When Becky Shultes, 29, bought Heavenly Cupcakes in 2012, she said it was difficult fitting in with the other businesses in Gulf Gate. Clockmakers, consignment shops and salons had been operating there for decades, while bars and restaurants mostly brought crowds in the evenings.

“I kind of felt like a loner,” said Shultes said.

Now, using coupons and her cupcakes, she partners with one of the newest additions to the district: the Clever Cup Coffee Shop. The cafe and gallery, which opened in January, features Heavenly Cupcakes’ baked goods.

“I think what we’re trying to do is create a little Brooklyn.” — Lindsey Nickel-de la O

The four owners of the Clever Cup, all under age 40, spent about $52,000 to convert the former consignment shop into a hip java joint that features live music Friday nights on Gateway Avenue.

“We invested a lot of love and passion and time to make this place amazing,” said co-owner Lindsey Nickel-de la O, whose sales were up 73% this month over January. “We feel like our investment was right to be here.”

Lindsey Nickel-de la O is the co-owner of the Clever Cup Coffee Shop on Gateway Avenue.

Leffler and Nickel-de la O, who lends her public relations expertise as creative director of Sarasota-based Nickel Communications, are crafting a formal map of Gulf Gate to advertise the area to tourists and residents who may not know that the district offers everything from sushi to pierogis.

“I think what I love about Gulf Gate is how eclectic it is,” Shultes said while sipping a raspberry mocha at the Clever Cup Tuesday.

While Shultes and Nickel-de la O have found a symbiotic relationship on Gateway, Wild Ginger features a shelf of flyers advertising other Gulf Gate businesses, such as Inside Out Nutrition & Fitness.

Also on Superior Avenue, Leffler hosts First Friday events in her storefront parking lot.
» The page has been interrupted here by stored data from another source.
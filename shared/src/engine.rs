use std::{
    sync::{
        atomic::{AtomicBool, AtomicU64, Ordering},
        Arc, Mutex, Weak,
    },
    thread::{self, JoinHandle},
    time::Duration,
};

use log::{debug, info, warn};

use crate::{
    sync::LockExt, BinaryCodec, Connection, ConnectionConfig, ConnectionError, DispatchLoop,
    ErrorHandler, ErrorHandlers, HandlerRegistry, IdRange, NetError, NodeId, NodePredicate,
    NodeRef, Packet, PacketCodec, PacketHandler, PacketId, PacketIdError, Registration,
    ReservedIds, INTERNAL_RANGE_FROM, INTERNAL_RANGE_TO,
};

/// Contains Config properties which will be used by an Engine
#[derive(Clone, Debug)]
pub struct EngineConfig {
    /// Framing and socket settings applied to every Connection
    pub connection: ConnectionConfig,
    /// How long the dispatch worker sleeps after a tick that dispatched
    /// nothing
    pub idle_sleep: Duration,
    /// Ranges reserved when the Engine is created
    pub reserved_ranges: Vec<IdRange>,
}

impl Default for EngineConfig {
    fn default() -> Self {
        Self {
            connection: ConnectionConfig::default(),
            idle_sleep: Duration::from_millis(1),
            reserved_ranges: vec![IdRange::new(INTERNAL_RANGE_FROM, INTERNAL_RANGE_TO)],
        }
    }
}

/// The context every Client and Server belongs to.
///
/// Owns the reserved id pool, the packet handlers, the error handlers, the
/// codec and the dispatch worker. Nodes created against different Engines
/// share nothing.
pub struct Engine {
    config: EngineConfig,
    codec: Arc<dyn PacketCodec>,
    reserved: Mutex<ReservedIds>,
    handlers: HandlerRegistry,
    errors: ErrorHandlers,
    dispatch: DispatchLoop,
    worker: Mutex<Option<JoinHandle<()>>>,
    running: AtomicBool,
    next_node_id: AtomicU64,
}

impl Engine {
    /// Creates an Engine using [`BinaryCodec`]
    pub fn new(config: EngineConfig) -> Arc<Self> {
        Self::with_codec(config, Arc::new(BinaryCodec))
    }

    pub fn with_codec(config: EngineConfig, codec: Arc<dyn PacketCodec>) -> Arc<Self> {
        let reserved = ReservedIds::with_ranges(&config.reserved_ranges);
        Arc::new(Self {
            config,
            codec,
            reserved: Mutex::new(reserved),
            handlers: HandlerRegistry::new(),
            errors: ErrorHandlers::new(),
            dispatch: DispatchLoop::new(),
            worker: Mutex::new(None),
            running: AtomicBool::new(true),
            next_node_id: AtomicU64::new(0),
        })
    }

    pub fn config(&self) -> &EngineConfig {
        &self.config
    }

    pub fn codec(&self) -> Arc<dyn PacketCodec> {
        self.codec.clone()
    }

    // Packets

    /// Builds an application packet; fails on reserved ids
    pub fn packet(
        &self,
        id: PacketId,
        payload: impl Into<Vec<u8>>,
    ) -> Result<Packet, PacketIdError> {
        Packet::new(&self.reserved.lock_or_recover(), id, payload)
    }

    /// Builds a packet without checking the reserved ranges
    pub fn reserved_packet(&self, id: PacketId, payload: impl Into<Vec<u8>>) -> Packet {
        Packet::new_reserved(id, payload)
    }

    // Reserved ids

    pub fn add_reserved_range(&self, range: IdRange) {
        self.reserved.lock_or_recover().add_range(range);
    }

    pub fn remove_reserved_range(&self, range: IdRange) {
        self.reserved.lock_or_recover().remove_range(&range);
    }

    pub fn is_reserved(&self, id: PacketId) -> bool {
        self.reserved.lock_or_recover().is_reserved(id)
    }

    pub fn allocate_reserved_id(&self) -> Result<PacketId, PacketIdError> {
        self.reserved.lock_or_recover().allocate()
    }

    /// Ranges ids are still allocated from
    pub fn reserved_ranges(&self) -> Vec<IdRange> {
        self.reserved.lock_or_recover().active_ranges().to_vec()
    }

    // Packet handlers

    /// Registers the handler for packets of `id`, replacing any previous one.
    /// Reserved ids are rejected.
    pub fn register_handler<F>(&self, id: PacketId, handler: F) -> Result<(), PacketIdError>
    where
        F: Fn(&Packet, &NodeRef) -> Result<(), NetError> + Send + Sync + 'static,
    {
        self.register_packet_handler(id, Arc::new(handler))
    }

    /// Registers a handler even if `id` is reserved
    pub fn register_reserved_handler<F>(&self, id: PacketId, handler: F)
    where
        F: Fn(&Packet, &NodeRef) -> Result<(), NetError> + Send + Sync + 'static,
    {
        self.handlers.register_reserved(id, Arc::new(handler));
    }

    /// Like [`register_handler`](Engine::register_handler), for handler types
    /// other than closures
    pub fn register_packet_handler(
        &self,
        id: PacketId,
        handler: Arc<dyn PacketHandler>,
    ) -> Result<(), PacketIdError> {
        self.handlers
            .register(&self.reserved.lock_or_recover(), id, handler)
    }

    pub fn unregister_handler(&self, id: PacketId) -> bool {
        self.handlers.unregister(id)
    }

    pub fn has_handler(&self, id: PacketId) -> bool {
        self.handlers.contains(id)
    }

    // Error handlers

    /// Handles errors coming from the node with this id
    pub fn register_node_error_handler(&self, node: NodeId, handler: Arc<dyn ErrorHandler>) {
        self.errors.register_node(node, handler);
    }

    pub fn unregister_node_error_handlers(&self, node: NodeId) {
        self.errors.unregister_node(node);
    }

    /// Handles errors coming from every node `predicate` accepts
    pub fn register_dynamic_error_handler<P>(&self, predicate: P, handlers: Vec<Arc<dyn ErrorHandler>>)
    where
        P: Fn(&NodeRef) -> bool + Send + Sync + 'static,
    {
        let predicate: NodePredicate = Arc::new(predicate);
        self.errors.register_dynamic(predicate, handlers);
    }

    /// Handles errors no other handler matched, and errors of unknown origin
    pub fn register_unknown_error_handler(&self, handler: Arc<dyn ErrorHandler>) {
        self.errors.register_unknown(handler);
    }

    /// Routes a runtime error to the error handlers
    pub fn report_error(&self, error: &NetError, node: Option<&NodeRef>) -> bool {
        self.errors.report(error, node)
    }

    // Nodes & dispatch

    pub fn next_node_id(&self) -> NodeId {
        NodeId::from_u64(self.next_node_id.fetch_add(1, Ordering::SeqCst))
    }

    pub fn is_running(&self) -> bool {
        self.running.load(Ordering::SeqCst)
    }

    /// Number of connections the dispatch worker currently services
    pub fn connection_count(&self) -> usize {
        self.dispatch.len()
    }

    /// Hands a freshly opened connection to the dispatch worker, starting the
    /// worker on first use. Fails once the Engine has shut down.
    pub fn register_connection(
        self: &Arc<Self>,
        node: NodeRef,
        connection: Arc<Connection>,
    ) -> Result<(), NetError> {
        let mut worker = self.worker.lock_or_recover();
        if !self.is_running() {
            connection.close();
            return Err(ConnectionError::Closed {
                addr: connection.peer_addr(),
            }
            .into());
        }

        self.dispatch.register(Registration::new(node, connection));

        if worker.is_none() {
            let engine = Arc::downgrade(self);
            let handle = thread::Builder::new()
                .name("idnet-dispatch".to_string())
                .spawn(move || run_worker(engine))
                .map_err(|error| ConnectionError::io(&error))?;
            debug!("dispatch worker started");
            *worker = Some(handle);
        }

        Ok(())
    }

    /// Services every registered connection once. Returns whether a packet
    /// was dispatched.
    pub(crate) fn tick(&self) -> bool {
        self.dispatch.tick(&self.handlers, &self.errors)
    }

    /// Stops the dispatch worker and disconnects every registered
    /// connection. Accept loops notice through
    /// [`is_running`](Engine::is_running) and exit. Calling it twice is a
    /// no-op.
    pub fn shutdown(&self) {
        let handle = {
            let mut worker = self.worker.lock_or_recover();
            if !self.running.swap(false, Ordering::SeqCst) {
                return;
            }
            worker.take()
        };

        if let Some(handle) = handle {
            if handle.thread().id() != thread::current().id() && handle.join().is_err() {
                warn!("dispatch worker panicked");
            }
        }

        self.dispatch.close_all(&self.errors);
        info!("engine shut down");
    }
}

impl Drop for Engine {
    fn drop(&mut self) {
        // the worker only holds a Weak, so it exits on its next tick
        self.running.store(false, Ordering::SeqCst);
        self.dispatch.close_all(&self.errors);
    }
}

fn run_worker(engine: Weak<Engine>) {
    loop {
        let Some(engine) = engine.upgrade() else {
            break;
        };
        if !engine.is_running() {
            break;
        }
        let dispatched = engine.tick();
        let idle_sleep = engine.config.idle_sleep;
        drop(engine);

        if !dispatched {
            thread::sleep(idle_sleep);
        }
    }
    debug!("dispatch worker stopped");
}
The initiative is supposed to bring merchants together and create more awareness about Gulf Gate.

“I would love to see more young entrepreneurs come into the area and bring more of a variety of things a younger audience could come here and enjoy,” said Abel, a participant in First Friday.
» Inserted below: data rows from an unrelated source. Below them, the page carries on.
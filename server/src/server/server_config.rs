use std::{
    default::Default,
    net::{IpAddr, Ipv4Addr},
    time::Duration,
};

/// Contains Config properties which will be used by the Server
#[derive(Clone, Debug)]
pub struct ServerConfig {
    /// Address the listening socket binds to; the port is given to
    /// [`listen`](crate::Server::listen)
    pub bind_address: IpAddr,
    /// Longest the accept thread waits for readiness before checking whether
    /// the Engine still runs. Stopping the Server wakes it right away.
    pub accept_poll_interval: Duration,
    /// Number of readiness events the accept thread takes per wakeup
    pub accept_events_capacity: usize,
}

impl Default for ServerConfig {
    fn default() -> Self {
        Self {
            bind_address: IpAddr::V4(Ipv4Addr::UNSPECIFIED),
            accept_poll_interval: Duration::from_millis(50),
            accept_events_capacity: 128,
        }
    }
}
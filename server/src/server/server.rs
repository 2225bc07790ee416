use std::{
    io,
    mem,
    net::{SocketAddr, TcpListener, TcpStream},
    sync::{
        atomic::{AtomicBool, Ordering},
        Arc, Mutex, Weak,
    },
    thread::{self, JoinHandle},
};

use log::{debug, info, warn};
use mio::{Events, Interest, Poll, Token, Waker};

use idnet_shared::{
    ConnectEvent, ConnectSlot, Connection, ConnectionError, Engine, ErrorHandler, LockExt,
    NetError, Node, NodeId, NodeKind, NodeRef, NodeState, Packet,
};

use crate::{RemoteClient, ServerConfig, ServerError};

const LISTENER: Token = Token(0);
const WAKER: Token = Token(1);

/// The running accept thread and the handle that interrupts its wait
struct Acceptor {
    handle: JoinHandle<()>,
    waker: Arc<Waker>,
}

/// A TCP server that accepts clients, hands their packets to the Engine's
/// handlers and broadcasts packets to all of them.
///
/// Dropping the Server stops listening and disconnects every client.
pub struct Server {
    inner: Arc<ServerShared>,
}

impl Server {
    /// Create a new Server
    pub fn new(engine: &Arc<Engine>, config: ServerConfig) -> Self {
        let inner = Arc::new_cyclic(|this| ServerShared {
            id: engine.next_node_id(),
            this: this.clone(),
            engine: engine.clone(),
            config,
            clients: Mutex::new(Vec::new()),
            state: Mutex::new(NodeState::Disconnected),
            local_addr: Mutex::new(None),
            listening: AtomicBool::new(false),
            acceptor: Mutex::new(None),
            on_connect: ConnectSlot::new(),
        });
        Self { inner }
    }

    /// Binds `port` on the configured address and starts accepting clients.
    /// Port 0 picks a free port; the bound address is returned.
    pub fn listen(&self, port: u16) -> Result<SocketAddr, ServerError> {
        self.inner.listen(port)
    }

    /// Disconnects every client and releases the listening socket before
    /// returning. Calling it again is a no-op.
    pub fn disconnect(&self) {
        self.inner.stop();
    }

    /// Sends a packet to every connected client
    pub fn broadcast(&self, packet: &Packet) -> Result<(), NetError> {
        self.inner.broadcast(packet)
    }

    pub fn id(&self) -> NodeId {
        self.inner.id
    }

    pub fn state(&self) -> NodeState {
        *self.inner.state.lock_or_recover()
    }

    pub fn is_listening(&self) -> bool {
        self.inner.listening.load(Ordering::SeqCst)
    }

    pub fn local_addr(&self) -> Option<SocketAddr> {
        *self.inner.local_addr.lock_or_recover()
    }

    pub fn clients(&self) -> Vec<Arc<RemoteClient>> {
        self.inner.clients.lock_or_recover().clone()
    }

    pub fn client_count(&self) -> usize {
        self.inner.clients.lock_or_recover().len()
    }

    /// This server as a Node, the way handlers and events see it
    pub fn as_node(&self) -> NodeRef {
        self.inner.clone()
    }

    /// Replaces the callback fired with `(server, new remote client)` for
    /// every accepted connection
    pub fn set_on_connect(&self, event: Option<ConnectEvent>) {
        self.inner.on_connect.set(event);
    }

    /// Runs `event` after the callbacks already set
    pub fn add_on_connect(&self, event: ConnectEvent) {
        self.inner.on_connect.add(event);
    }

    /// Handles errors that happen on the accept loop
    pub fn add_error_handler(&self, handler: Arc<dyn ErrorHandler>) {
        self.inner
            .engine
            .register_node_error_handler(self.inner.id, handler);
    }
}

impl Node for Server {
    fn id(&self) -> NodeId {
        self.inner.id
    }

    fn kind(&self) -> NodeKind {
        NodeKind::Server
    }

    fn send_packet(&self, packet: &Packet) -> Result<(), NetError> {
        self.inner.broadcast(packet)
    }

    fn disconnect(&self) -> Result<(), NetError> {
        self.inner.stop();
        Ok(())
    }

    fn remote_address(&self) -> Result<SocketAddr, NetError> {
        self.inner.remote_address()
    }
}

impl Drop for Server {
    fn drop(&mut self) {
        self.inner.stop();
    }
}

pub(crate) struct ServerShared {
    id: NodeId,
    this: Weak<ServerShared>,
    engine: Arc<Engine>,
    config: ServerConfig,
    clients: Mutex<Vec<Arc<RemoteClient>>>,
    state: Mutex<NodeState>,
    local_addr: Mutex<Option<SocketAddr>>,
    listening: AtomicBool,
    acceptor: Mutex<Option<Acceptor>>,
    on_connect: ConnectSlot,
}

impl ServerShared {
    fn listen(&self, port: u16) -> Result<SocketAddr, ServerError> {
        let mut acceptor = self.acceptor.lock_or_recover();
        if acceptor.is_some() {
            return Err(ServerError::AlreadyListening);
        }

        let addr = SocketAddr::new(self.config.bind_address, port);
        let listener = TcpListener::bind(addr).map_err(|error| ServerError::bind(addr, &error))?;
        listener
            .set_nonblocking(true)
            .map_err(|error| ServerError::bind(addr, &error))?;
        let local_addr = listener
            .local_addr()
            .map_err(|error| ServerError::bind(addr, &error))?;

        let poll = Poll::new().map_err(|error| io_failure(&error))?;
        let mut readiness = listener
            .try_clone()
            .map(mio::net::TcpListener::from_std)
            .map_err(|error| io_failure(&error))?;
        poll.registry()
            .register(&mut readiness, LISTENER, Interest::READABLE)
            .map_err(|error| io_failure(&error))?;
        let waker = Waker::new(poll.registry(), WAKER)
            .map(Arc::new)
            .map_err(|error| io_failure(&error))?;

        *self.local_addr.lock_or_recover() = Some(local_addr);
        self.listening.store(true, Ordering::SeqCst);

        let server = self.this.clone();
        let wakeups = AcceptWakeups {
            poll,
            readiness,
            events: Events::with_capacity(self.config.accept_events_capacity.max(1)),
        };
        let spawned = thread::Builder::new()
            .name(format!("idnet-accept-{}", local_addr.port()))
            .spawn(move || accept_loop(server, listener, wakeups));
        let handle = match spawned {
            Ok(handle) => handle,
            Err(error) => {
                self.listening.store(false, Ordering::SeqCst);
                *self.local_addr.lock_or_recover() = None;
                return Err(io_failure(&error));
            }
        };

        *acceptor = Some(Acceptor { handle, waker });
        *self.state.lock_or_recover() = NodeState::Connected;
        info!("server {} listening on {}", self.id, local_addr);
        Ok(local_addr)
    }

    /// Stops accepting, then disconnects every client
    fn stop(&self) {
        {
            let mut state = self.state.lock_or_recover();
            if *state != NodeState::Connected {
                return;
            }
            *state = NodeState::Closing;
        }

        self.listening.store(false, Ordering::SeqCst);
        let acceptor = self.acceptor.lock_or_recover().take();
        if let Some(Acceptor { handle, waker }) = acceptor {
            if let Err(error) = waker.wake() {
                warn!("could not wake accept thread of server {}: {}", self.id, error);
            }
            // the listener is released once the accept thread exits
            if handle.thread().id() != thread::current().id() && handle.join().is_err() {
                warn!("accept thread of server {} panicked", self.id);
            }
        }

        let clients = mem::take(&mut *self.clients.lock_or_recover());
        for client in &clients {
            client.close();
        }

        *self.local_addr.lock_or_recover() = None;
        *self.state.lock_or_recover() = NodeState::Closed;
        info!(
            "server {} stopped, {} client(s) disconnected",
            self.id,
            clients.len()
        );
    }

    /// Sends to every client under the client-set lock. Clients whose
    /// connection is gone are dropped; the first other failure is returned
    /// once everyone else was served.
    fn broadcast(&self, packet: &Packet) -> Result<(), NetError> {
        if !self.listening.load(Ordering::SeqCst) {
            return Err(ConnectionError::NotConnected.into());
        }

        let mut failure = None;
        self.clients.lock_or_recover().retain(|client| {
            match client.connection().send(packet) {
                Ok(()) => true,
                Err(error) if error.is_broken() => {
                    debug!("dropping client {} from broadcast: {}", client.id(), error);
                    client.close();
                    false
                }
                Err(error) => {
                    warn!("broadcast to client {} failed: {}", client.id(), error);
                    if failure.is_none() {
                        failure = Some(error);
                    }
                    true
                }
            }
        });

        match failure {
            Some(error) => Err(error.into()),
            None => Ok(()),
        }
    }

    pub(crate) fn remove_client(&self, id: NodeId) {
        self.clients
            .lock_or_recover()
            .retain(|client| client.id() != id);
    }

    fn remote_address(&self) -> Result<SocketAddr, NetError> {
        self.local_addr
            .lock_or_recover()
            .ok_or_else(|| ConnectionError::NotConnected.into())
    }

    fn node(&self) -> Option<NodeRef> {
        let node: NodeRef = self.this.upgrade()?;
        Some(node)
    }

    fn should_accept(&self) -> bool {
        self.listening.load(Ordering::SeqCst) && self.engine.is_running()
    }

    fn accept(&self, stream: TcpStream, addr: SocketAddr) {
        let connection = match Connection::open(
            stream,
            &self.engine.config().connection,
            self.engine.codec(),
        ) {
            Ok(connection) => Arc::new(connection),
            Err(error) => {
                self.report(error.into());
                return;
            }
        };

        let client = Arc::new(RemoteClient::new(
            self.engine.next_node_id(),
            self.this.clone(),
            connection.clone(),
        ));
        self.clients.lock_or_recover().push(client.clone());
        info!("server {} accepted {} as {}", self.id, addr, client.id());

        // runs before the first packet from this client can be dispatched
        let client_node: NodeRef = client.clone();
        if let Some(server_node) = self.node() {
            self.on_connect.fire(&server_node, &client_node);
        }

        if let Err(error) = self.engine.register_connection(client_node, connection) {
            self.remove_client(client.id());
            client.close();
            self.report(error);
        }
    }

    fn report(&self, error: NetError) {
        warn!("server {}: {}", self.id, error);
        let node = self.node();
        self.engine.report_error(&error, node.as_ref());
    }
}

impl Node for ServerShared {
    fn id(&self) -> NodeId {
        self.id
    }

    fn kind(&self) -> NodeKind {
        NodeKind::Server
    }

    fn send_packet(&self, packet: &Packet) -> Result<(), NetError> {
        self.broadcast(packet)
    }

    fn disconnect(&self) -> Result<(), NetError> {
        self.stop();
        Ok(())
    }

    fn remote_address(&self) -> Result<SocketAddr, NetError> {
        ServerShared::remote_address(self)
    }
}

/// What the accept thread blocks on: a readiness view of the listener and
/// the Waker used by [`ServerShared::stop`]
struct AcceptWakeups {
    poll: Poll,
    readiness: mio::net::TcpListener,
    events: Events,
}

fn accept_loop(server: Weak<ServerShared>, listener: TcpListener, mut wakeups: AcceptWakeups) {
    'serve: loop {
        let Some(current) = server.upgrade() else {
            break;
        };
        let interval = current.config.accept_poll_interval;
        drop(current);

        if let Err(error) = wakeups.poll.poll(&mut wakeups.events, Some(interval)) {
            if error.kind() == io::ErrorKind::Interrupted {
                continue;
            }
            if let Some(server) = server.upgrade() {
                if server.should_accept() {
                    server.report(ConnectionError::io(&error).into());
                }
            }
            break;
        }

        let Some(server) = server.upgrade() else {
            break;
        };
        if !server.should_accept() {
            break;
        }

        // drained on every wakeup, so a missed edge is picked up on the next one
        loop {
            match listener.accept() {
                Ok((stream, addr)) => server.accept(stream, addr),
                Err(error) if error.kind() == io::ErrorKind::WouldBlock => break,
                Err(error) if error.kind() == io::ErrorKind::Interrupted => {}
                Err(error) => {
                    if !server.should_accept() {
                        break 'serve;
                    }
                    server.report(ConnectionError::io(&error).into());
                    break;
                }
            }
        }
    }

    if let Err(error) = wakeups.poll.registry().deregister(&mut wakeups.readiness) {
        debug!("deregistering listener failed: {}", error);
    }
    if let Ok(addr) = listener.local_addr() {
        debug!("accept loop on {} stopped", addr);
    }
}

fn io_failure(error: &io::Error) -> ServerError {
    NetError::from(ConnectionError::io(error)).into()
}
Challenges and opportunities

But First Fridays rarely draw more than a handful of stores to participate. And with a wide variety of businesses in the district, it has been difficult to form a merchants association.

“The bars don’t need a tremendous amount of boost from the nightlife standpoint,” Nickel-de la O said.

Sarasota County requires 60% of owners to sign off on becoming a business district, which would help owners in the area lobby for more capital improvements. A self-taxing district could also fund new pavement or landscaping.

“I’d love to see them clean up the medians,” said Nickel-de la O.

Still, business owners interviewed by the Sarasota Observer said they have seen an uptick in foot traffic, even though some are specialty stores with niche audiences. And, even in the face of dipping property values, all were happy with the burgeoning scene of hip storefronts.

“I think what we’re trying to do is create a little Brooklyn,” said Nickel-de la O. “Sarasota can have its downtown and Central Park, but we’re kind of OK being Brooklyn.”